- Active: 1 April 1918 - 31 December 1919 8 March 1937 - 30 September 1954 1 September 1955 – 31 December 1969
- Country: United Kingdom
- Branch: Royal Air Force
- Nickname: The Hornets (1918) Ceylon
- Mottos: Irritatus Lacessit Crabro Latin: "The Hornet Attacks When Roused"
- Battle honours: Western Front 1914-1948*; Channel and North Sea 1939-1940; France and the Low Countries 1939-1940*; Dunkirk*; Battle of Britain 1940*; Home defence 1940-1945; Egypt and Libya 1940-1943*; Syria 1941*; El Alamein*; Mediterranean 1942-1943; South East Europe 1942-1945* Honours marked with an asterisk are emblazoned on the Squadron Standard

Insignia
- Squadron Badge: A Hornet
- Squadron Codes: AK (Apr 1939 - Jan 1950)

= No. 213 Squadron RAF =

Defunct flying squadron of the Royal Air Force

No. 213 Squadron was a squadron of the Royal Air Force. The squadron was formed on 1 April 1918 from No. 13 (Naval) Squadron of the Royal Naval Air Service. This RNAS squadron was itself formed on 15 January 1918 from the Seaplane Defence Flight which, since its creation in June 1917, had had the task of defending the seaplanes which flew out of Dunkirk.

==History==

===World War I===
Formed originally from the Seaplane Defence Flight, which was itself founded in June 1917 at Dunkirk, it was reorganized as No. 13 Squadron RNAS on 15 January 1918. As the SDF, it operated Sopwith Pups.
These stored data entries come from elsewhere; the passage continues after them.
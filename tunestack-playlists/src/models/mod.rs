/// Database models for the Playlist Service

pub mod playlist;
/// Middleware stack and server loop
///
/// Services build their own routes, then hand the stateful router to
/// [`apply_middleware`] and the result to [`serve`].
///
/// # Middleware Stack
///
/// Applied in order (innermost first):
/// 1. Request tracing (tower-http `TraceLayer`)
/// 2. CORS (tower-http `CorsLayer`)
/// 3. Security headers

use crate::{config::ApiConfig, http::security::SecurityHeadersLayer};
use axum::{
    http::{header, HeaderValue, Method},
    Router,
};
use std::time::Duration;
use tokio::net::TcpListener;
use tower_http::{
    cors::CorsLayer,
    trace::{DefaultMakeSpan, DefaultOnResponse, TraceLayer},
};
use tracing::Level;

/// Wraps a router with tracing, CORS and security headers
pub fn apply_middleware(router: Router, api: &ApiConfig) -> Router {
    router
        .layer(
            TraceLayer::new_for_http()
                .make_span_with(DefaultMakeSpan::new().level(Level::INFO))
                .on_response(DefaultOnResponse::new().level(Level::INFO)),
        )
        .layer(cors_layer(&api.cors_origins))
        .layer(SecurityHeadersLayer::new(api.production))
}

/// CORS policy from the configured origin list
///
/// `*` anywhere in the list yields a permissive policy for development.
pub fn cors_layer(origins: &[String]) -> CorsLayer {
    if origins.iter().any(|origin| origin == "*") {
        return CorsLayer::permissive();
    }

    let origins: Vec<HeaderValue> = origins
        .iter()
        .filter_map(|origin| match origin.parse() {
            Ok(value) => Some(value),
            Err(_) => {
                tracing::warn!(origin = %origin, "Ignoring unparsable CORS origin");
                None
            }
        })
        .collect();

    CorsLayer::new()
        .allow_origin(origins)
        .allow_methods([
            Method::GET,
            Method::POST,
            Method::PUT,
            Method::DELETE,
            Method::OPTIONS,
        ])
        .allow_headers([header::CONTENT_TYPE])
        .max_age(Duration::from_secs(3600))
}

/// Binds `address` and serves `app` until Ctrl-C
///
/// In-flight requests are allowed to finish before this returns.
pub async fn serve(app: Router, address: &str) -> anyhow::Result<()> {
    let listener = TcpListener::bind(address).await?;
    tracing::info!("Server listening on http://{}", listener.local_addr()?);

    axum::serve(listener, app)
        .with_graceful_shutdown(shutdown_signal())
        .await?;

    Ok(())
}

/// Resolves when the process receives Ctrl-C
pub async fn shutdown_signal() {
    match tokio::signal::ctrl_c().await {
        Ok(()) => tracing::info!("Shutdown signal received, draining connections..."),
        Err(e) => tracing::error!("Failed to listen for shutdown signal: {}", e),
    }
}

#[cfg(test)]
mod tests {
    use super::*;
    use axum::{body::Body, extract::Request, http::StatusCode, routing::get};
    use tower::Service as _;

    fn api_config(origins: &[&str]) -> ApiConfig {
        ApiConfig {
            host: "127.0.0.1".to_string(),
            port: 0,
            cors_origins: origins.iter().map(|o| o.to_string()).collect(),
            production: false,
        }
    }

    #[tokio::test]
    async fn test_configured_origin_is_echoed() {
        let app = apply_middleware(
            Router::new().route("/", get(|| async { "ok" })),
            &api_config(&["http://player.test"]),
        );

        let response = app
            .clone()
            .call(
                Request::builder()
                    .uri("/")
                    .header("origin", "http://player.test")
                    .body(Body::empty())
                    .unwrap(),
            )
            .await
            .unwrap();

        assert_eq!(response.status(), StatusCode::OK);
        assert_eq!(
            response
                .headers()
                .get("access-control-allow-origin")
                .unwrap(),
            "http://player.test"
        );
        assert_eq!(response.headers().get("x-frame-options").unwrap(), "DENY");
    }

    #[tokio::test]
    async fn test_unknown_origin_gets_no_cors_header() {
        let app = apply_middleware(
            Router::new().route("/", get(|| async { "ok" })),
            &api_config(&["http://player.test"]),
        );

        let response = app
            .clone()
            .call(
                Request::builder()
                    .uri("/")
                    .header("origin", "http://evil.test")
                    .body(Body::empty())
                    .unwrap(),
            )
            .await
            .unwrap();

        assert!(response
            .headers()
            .get("access-control-allow-origin")
            .is_none());
    }
}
When the Royal Naval Air Service merged with the Royal Flying Corps to form the Royal Air Force, it was renumbered as 213 Squadron. In this incarnation, it flew Sopwith Baby floatplanes and transitioned to Sopwith Camels. It was during this time that the squadron derived its Hornet insignia and motto for the squadron badge, after overhearing a Belgian General refer to the squadron's defence of his trenches, "Like angry hornets attacking the enemy aircraft". The Hornet became affectionately known as "Crabro," Latin for hornet. The squadron's official motto became, "Irritatus Lacessit Crabro" (The Hornet Attacks When Roused). In March 1919 the squadron went back to the UK where it disbanded on 31 December 1919.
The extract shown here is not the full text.